Today we are witnessing a great bit of excitement with the NoSQL movement. Call it NoSQL (~SQL) or NOSQL (Not Only SQL), the movement has a mission. Not all applications need to store and process data the same way, and the storage should also be architected accordingly. Till today we have always been force-fitting a single hammer to drive every nail. Irrespective of how we process data in our application we have traditionally stored them as rows and columns in a relational database.
When we talk about really big write scaling applications, relational databases suck big time. Normalized data, joins, acid transactions are definite anti-patterns in write scalability. You may think sharding will solve your problems by splitting data into smaller chunks. But in reality, the biggest problem with sharding is that relational databases have never been designed for it. Sharding takes away many of the benefits that relational databases have traditionally been built for. Sharding cannot be an afterthought, sharding intrudes into the business logic of your application and joining data from multiple shards is definitely a non trivial effort. As long as you can scale up your data model vertically by increasing the size of your box, that's possibly the sanest way to go for. But Moore .. *cough* .. *cough* .. Even if you are able to scale up vertically, try migrating a really large MySQL database. It will take hours, and even days. That's one of the problems why some companies are moving to schemaless databases when their applications can afford to.
For horizontal scalability of an application if we sacrifice normalization, joins and ACID transactions, why should we use an RDBMS ? You don't need to .. Digg is moving to Cassandra from MySQL. It all depends on your application and the kind of write scalability that you need to achieve in processing of your data. For read scalability, you can still manage using read-only slaves replicating everything coming to the master database in realtime and setting up a smart proxy router between your clients and the database.

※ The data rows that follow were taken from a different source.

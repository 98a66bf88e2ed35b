//! Integration tests for the protection-level pipeline.
//!
//! Purpose
//! -------
//! - Validate the end-to-end EMSRb-MR flow: fare transformation, efficient
//!   class filtering, the EMSRb recursion on the gathered sub-structure,
//!   and zero-filled re-expansion onto the full class vector.
//! - Exercise realistic fare structures (three-class ladders, capacity
//!   bounds, demand uncertainty) rather than toy edge cases only.
//!
//! Coverage
//! --------
//! - `optimizers::emsrb`:
//!   - Deterministic and Gaussian branches on multi-class structures.
//! - `optimizers::emsrb_mr`:
//!   - Degeneration to plain EMSRb when every class is efficient.
//!   - Exclusion of dominated classes and the all-inefficient outcome.
//! - `fare_transformation`:
//!   - Adjusted fares/demands feeding the optimizer, including under a
//!     capacity bound.
//! - Output contract shared by both optimizers: length preservation,
//!   non-negativity, exact zero at index 0.
//!
//! Exclusions
//! ----------
//! - Fine-grained validation of the building blocks (guards, frontier
//!   construction, scatter placement) — covered by unit tests.
//! - Python bindings — exercised by the packaging layer's own harness.
//! - Revenue optimality of the heuristics themselves — a property of the
//!   algorithms, not of this implementation.

use approx::assert_relative_eq;
use ndarray::Array1;
use rust_revman::{
    fare_transformation::{AdjustedFare, fare_transformation},
    optimizers::{emsrb, emsrb_mr},
};

/// Purpose
/// -------
/// Assert the output contract both optimizers share for every valid input:
/// the vector keeps the class count, carries an exact 0 for the top class,
/// and contains no negative level.
///
/// Parameters
/// ----------
/// - `levels`: Protection-level vector returned by an optimizer.
/// - `class_count`: Number of classes in the input structure.
fn assert_output_contract(levels: &Array1<f64>, class_count: usize) {
    assert_eq!(levels.len(), class_count, "output must preserve the class count");
    assert_eq!(levels[0], 0.0, "top class must never be protected against itself");
    for (index, &level) in levels.iter().enumerate() {
        assert!(level >= 0.0, "level at index {index} is negative: {level}");
    }
}

#[test]
// Purpose
// -------
// Run the deterministic pipeline end-to-end on a strictly concave fare
// ladder and confirm both optimizers agree on the cumulative-demand rule.
//
// Given
// -----
// - fares = [100, 75, 50], demands = [10, 20, 30], no sigmas. Every class
//   is efficient, so EMSRb-MR degenerates to EMSRb.
//
// Expect
// ------
// - Both optimizers return [0, 10, 30] and satisfy the output contract.
fn deterministic_pipeline_agrees_across_optimizers() {
    let fares = [100.0, 75.0, 50.0];
    let demands = [10.0, 20.0, 30.0];

    let plain = emsrb(&fares, &demands, None).expect("EMSRb should succeed");
    let transformed = emsrb_mr(&fares, &demands, None, None).expect("EMSRb-MR should succeed");

    assert_eq!(plain.to_vec(), vec![0.0, 10.0, 30.0]);
    assert_eq!(plain, transformed);
    assert_output_contract(&plain, fares.len());
    assert_output_contract(&transformed, fares.len());
}

#[test]
// Purpose
// -------
// Run the Gaussian pipeline end-to-end: transform the structure, feed the
// adjusted vectors to EMSRb by hand, and confirm EMSRb-MR matches that
// composition exactly while hitting hand-checked levels.
//
// Given
// -----
// - fares = [100, 80, 60], demands = [20, 30, 40], sigmas = [5, 8, 10].
//   The revenue curve is strictly concave (adjusted fares
//   [100, 66.67, 35]), so every class stays efficient. At boundary 1 the
//   critical ratio is 1/3 (z ≈ −0.4307, sigma 5, raw ≈ 17.85); at
//   boundary 2 it is 0.5625 (z ≈ 0.1573, pooled sigma ≈ 9.434,
//   raw ≈ 51.48).
//
// Expect
// ------
// - Adjusted demand equals the original demand; adjusted fares match the
//   frontier slopes.
// - EMSRb-MR equals EMSRb on the adjusted structure and returns
//   [0, 18, 51].
fn gaussian_pipeline_matches_manual_composition() {
    let fares = [100.0, 80.0, 60.0];
    let demands = [20.0, 30.0, 40.0];
    let sigmas = [5.0, 8.0, 10.0];

    let (adjusted_fares, adjusted_demand) =
        fare_transformation(&fares, &demands, None).expect("transformation should succeed");

    let gathered: Vec<f64> =
        adjusted_fares.iter().map(|adjusted| adjusted.fare().expect("all efficient")).collect();
    assert_relative_eq!(gathered[0], 100.0);
    assert_relative_eq!(gathered[1], 2000.0 / 30.0);
    assert_relative_eq!(gathered[2], 35.0);
    assert_eq!(adjusted_demand, demands.to_vec());

    let manual =
        emsrb(&gathered, &adjusted_demand, Some(&sigmas)).expect("EMSRb should succeed");
    let transformed =
        emsrb_mr(&fares, &demands, Some(&sigmas), None).expect("EMSRb-MR should succeed");

    assert_eq!(manual, transformed);
    assert_eq!(transformed.to_vec(), vec![0.0, 18.0, 51.0]);
    assert_output_contract(&transformed, fares.len());
}

#[test]
// Purpose
// -------
// Confirm that a dominated class is excluded end-to-end: its index is
// zero-filled while the frontier bridges to the class below it.
//
// Given
// -----
// - fares = [100, 60, 58], demands = [10, 1, 20]: opening class 1 drops
//   total revenue, so it is inefficient; the adjusted structure is
//   fares [100, 38] / demands [10, 21] at indices {0, 2}.
//
// Expect
// ------
// - The transformation marks exactly class 1 inefficient.
// - EMSRb-MR returns [0, 0, 10] (deterministic sub-levels re-expanded).
fn dominated_class_is_excluded_and_zero_filled() {
    let fares = [100.0, 60.0, 58.0];
    let demands = [10.0, 1.0, 20.0];

    let (adjusted_fares, _) =
        fare_transformation(&fares, &demands, None).expect("transformation should succeed");
    assert!(adjusted_fares[0].is_efficient());
    assert_eq!(adjusted_fares[1], AdjustedFare::Inefficient);
    assert!(adjusted_fares[2].is_efficient());

    let levels = emsrb_mr(&fares, &demands, None, None).expect("EMSRb-MR should succeed");
    assert_eq!(levels.to_vec(), vec![0.0, 0.0, 10.0]);
    assert_output_contract(&levels, fares.len());
}

#[test]
// Purpose
// -------
// Confirm the all-inefficient outcome end-to-end: when the capacity bound
// clips every strategy to nothing, EMSRb-MR returns zeros rather than an
// error.
//
// Given
// -----
// - A valid three-class structure with cap = 0, and the same structure
//   with all-zero demand and no cap.
//
// Expect
// ------
// - All-zero protection levels of the original length in both cases.
fn all_inefficient_structures_return_zeros() {
    let fares = [100.0, 75.0, 50.0];

    let clipped = emsrb_mr(&fares, &[10.0, 20.0, 30.0], None, Some(0.0))
        .expect("EMSRb-MR should succeed");
    assert_eq!(clipped.to_vec(), vec![0.0, 0.0, 0.0]);

    let unsold = emsrb_mr(&fares, &[0.0, 0.0, 0.0], None, None).expect("EMSRb-MR should succeed");
    assert_eq!(unsold.to_vec(), vec![0.0, 0.0, 0.0]);
}

#[test]
// Purpose
// -------
// Exercise a capacity bound that bites mid-ladder: strategies past the
// clip add no quantity, and the optimizer still honors the output
// contract on the surviving structure.
//
// Given
// -----
// - fares = [100, 80, 60], demands = [20, 30, 40], cap = 45. Cumulative
//   demand clips to [20, 45, 45]; strategy 2 adds nothing. The clipped
//   frontier keeps classes 0 and 1 (slopes 100 and 64) and drops class 2.
//
// Expect
// ------
// - Deterministic levels [0, 20, 0]: boundary 1 protects the 20 seats of
//   demand above it, and the excluded class 2 is zero-filled.
fn capacity_bound_clips_mid_ladder() {
    let fares = [100.0, 80.0, 60.0];
    let demands = [20.0, 30.0, 40.0];

    let (adjusted_fares, adjusted_demand) =
        fare_transformation(&fares, &demands, Some(45.0)).expect("transformation should succeed");
    assert!(adjusted_fares[0].is_efficient());
    assert!(adjusted_fares[1].is_efficient());
    assert_eq!(adjusted_fares[2], AdjustedFare::Inefficient);
    assert_eq!(adjusted_demand, vec![20.0, 25.0, 0.0]);

    let levels =
        emsrb_mr(&fares, &demands, None, Some(45.0)).expect("EMSRb-MR should succeed");
    assert_eq!(levels.to_vec(), vec![0.0, 20.0, 0.0]);
    assert_output_contract(&levels, fares.len());
}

The biggest excitement that the NOSQL movement has created today is because of the divergence of thoughts that each of the products is promising. This is very much unlike the RDBMS movement which started as a single hammer named SQL that's capable of munging rows and columns of data based on the theory of mathematical set operations. And every application adopted the same storage architecture irrespective of how they process the data from within their application. One thing led to another, people thought they can solve this problem with yet another level of indirection .. and the strange thingy called an Object Relational Mapper was born.
At last it needed the momentum of the Web shaped data processing to make us realize that all data are not processed alike. The storage that works so well for your desktop trading application will fail miserably in a social application where you need to process linked data, more in the shape of a graph. The NOSQL community has responded with Neo4J, a graph database that offers easy storage and traversal of graph structures.

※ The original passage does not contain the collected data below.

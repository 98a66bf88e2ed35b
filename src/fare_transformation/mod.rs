//! fare_transformation — marginal-revenue transformation of fare structures.
//!
//! Purpose
//! -------
//! Convert a nested, possibly restricted fare structure into the adjusted
//! (marginal) fares and demands that make standard nested protection-level
//! algorithms applicable, flagging the classes that should never be
//! protected against as inefficient. This subtree owns the transformation
//! itself; the optimizers consume its outputs.
//!
//! Key behaviors
//! -------------
//! - Expose the transformation via [`fare_transformation`], which maps a
//!   fare/demand structure (and optional capacity bound) onto the efficient
//!   frontier of the cumulative-demand / total-revenue curve.
//! - Represent per-class outcomes as the tagged [`AdjustedFare`] variant —
//!   `Efficient(marginal fare)` or `Inefficient` — so no control flow
//!   depends on float NaN sentinels.
//! - Report invalid inputs through [`TransformError`] and the
//!   [`TransformResult`] alias.
//!
//! Invariants & assumptions
//! ------------------------
//! - Inputs follow the class-rank convention: index 0 is the highest fare,
//!   fares are non-increasing, and all vectors are aligned index-for-index.
//! - Adjusted fares at efficient indices are strictly positive and
//!   non-increasing; the first efficient class's adjusted fare equals its
//!   own fare.
//! - All functions here are pure and synchronous; nothing caller-owned is
//!   mutated and no state survives a call.
//!
//! Downstream usage
//! ----------------
//! - `optimizers::emsrb_mr` calls [`fare_transformation`], filters to
//!   efficient indices, and runs the EMSRb recursion on the gathered
//!   sub-vectors.
//!
//!   ```rust
//!   use rust_revman::fare_transformation::fare_transformation;
//!
//!   let (adjusted_fares, adjusted_demand) =
//!       fare_transformation(&[100.0, 75.0, 50.0], &[10.0, 20.0, 30.0], None)?;
//!   let efficient: Vec<usize> = adjusted_fares
//!       .iter()
//!       .enumerate()
//!       .filter(|(_, fare)| fare.is_efficient())
//!       .map(|(index, _)| index)
//!       .collect();
//!   # assert_eq!(efficient.len(), 3);
//!   # let _ = adjusted_demand;
//!   # Ok::<(), rust_revman::fare_transformation::TransformError>(())
//!   ```
//!
//! Testing notes
//! -------------
//! - Frontier semantics, capacity clipping, and validation are unit-tested
//!   in `efficient_frontier`; accessor behavior in `adjusted`; Display
//!   formatting in `errors`. The crate-level integration tests exercise the
//!   composition with the optimizers.

pub mod adjusted;
pub mod efficient_frontier;
pub mod errors;

pub use self::adjusted::AdjustedFare;
pub use self::efficient_frontier::fare_transformation;
pub use self::errors::{TransformError, TransformResult};

/// Everyday imports for working with the fare transformation.
pub mod prelude {
    pub use super::adjusted::AdjustedFare;
    pub use super::efficient_frontier::fare_transformation;
    pub use super::errors::{TransformError, TransformResult};
}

If you want to go big on write scalability, the only way out is decentralization and eventual consistency. The CAP theorem kicks in, and you need to compromise on at least one of consistency, availability and network partition tolerance. Riak and Cassandra offer decentralized data stores that can potentially scale indefinitely. If your application needs more structure than a key-value database, you can go for Cassandra, the distributed, peer-to-peer, column oriented data store. Have a look at the nice article from Digg which compares their use case between a relational storage and the columnar storage that Cassandra offers. For a document oriented database with all the goodness of REST and JSON, Riak is the option to choose. Also Riak offers linked map/reduce with the option to store linked data items, much in the way the Web works. Riak is truly a Web shaped data store.

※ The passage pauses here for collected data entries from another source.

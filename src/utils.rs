#[cfg(feature = "python-bindings")]
use pyo3::{prelude::*, types::PyAny};

#[cfg(feature = "python-bindings")]
use numpy::{
    IntoPyArray,    // Vec → PyArray
    PyArrayMethods, // .readonly()
    PyReadonlyArray1,
};

/// Extract a 1-D float64 array from a numpy array, pandas Series, or
/// sequence of floats, copying into a Rust-owned buffer only when needed.
#[cfg(feature = "python-bindings")]
#[inline]
pub fn extract_f64_array<'py>(
    py: Python<'py>, raw_data: &Bound<'py, PyAny>,
) -> PyResult<PyReadonlyArray1<'py, f64>> {
    if let Ok(arr_ro) = raw_data.extract::<PyReadonlyArray1<f64>>() {
        if arr_ro.as_slice().is_ok() {
            return Ok(arr_ro);
        }
    }

    if let Ok(obj) = raw_data.call_method("to_numpy", (false,), None) {
        if let Ok(series_ro) = obj.extract::<PyReadonlyArray1<f64>>() {
            if series_ro.as_slice().is_ok() {
                return Ok(series_ro);
            }
        }
    }

    let vec: Vec<f64> = raw_data.extract().map_err(|_| {
        pyo3::exceptions::PyTypeError::new_err(
            "expected a 1-D numpy.ndarray, pandas.Series, or sequence of float64",
        )
    })?;
    Ok(vec.into_pyarray(py).readonly())
}
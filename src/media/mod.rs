// This software is provided for non-commercial use only.
// Commercial use is strictly prohibited.
// If you use, modify, or redistribute this software, you must provide proper attribution to the original author.
// (c) 2026 Onur Tuna. All rights reserved.

pub mod adapter;
pub mod factory;
pub mod gate;
pub mod rotation;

CouchDB has yet another very interesting value proposition in this whole ecosystem of NOSQL databases. Most of the applications are inherently offline and need seamless and painless replication facilities. CouchDB's B-Tree based storage structure, append only operations with MVCC based model of concurrency control, lockless operations, REST APIs and incremental map/reduce operations position it with a sweet enough spot in the space of local browser storage. Chris Anderson, one of the core developers of CouchDB sums up the value of CouchDB in today's Web based world very nicely ..
"CouchApps are the product of an HTML5 browser and a CouchDB instance. Their key advantage is portability, based on the ubiquity of the html5 platform. Features like Web Workers and cross-domain XHR really make a huge difference in the fabric of the web. Their availability on every platform is key to the future of the web."
MongoDB, like CouchDB is also a document store. It doesn't offer REST out of the box, but it's based on JSON storage. It has map/reduce as well, but also offers a strong suite of query APIs much like SQL. This is the main sweet spot of MongoDB, which plays very well to people coming from a SQL background. MongoDB also offers master slave replication and has been working towards an autosharding based scalability and failover support.
There are quite a few other data stores that offer solutions to problems that you face in everyday application design. Caching, worker queues requiring atomic push/pop operations, processing activity streams, logging data etc. Redis and Tokyo Cabinet are nice fits for such use cases. You can think of Redis as a memcached with a backup persistent key-value database. It's single threaded, uses non-blocking IO and is blazing fast. Redis, besides offering every day key/value storage also offer list and sets to be stored along with atomic operations on each of them. Pick the one that fits your bill the best.
Another interesting aspect is the interoperability between these data stores. Riak, for example offers pluggable data backends - possibly we can have CouchDB as the data backend for Riak (can we ?). Possibly we will also see a Cassandra backend for Neo4J. It's extremely heartening to see that each of these communities has a deep sense of cooperation in making the entire ecosystem more meaningful and thriving.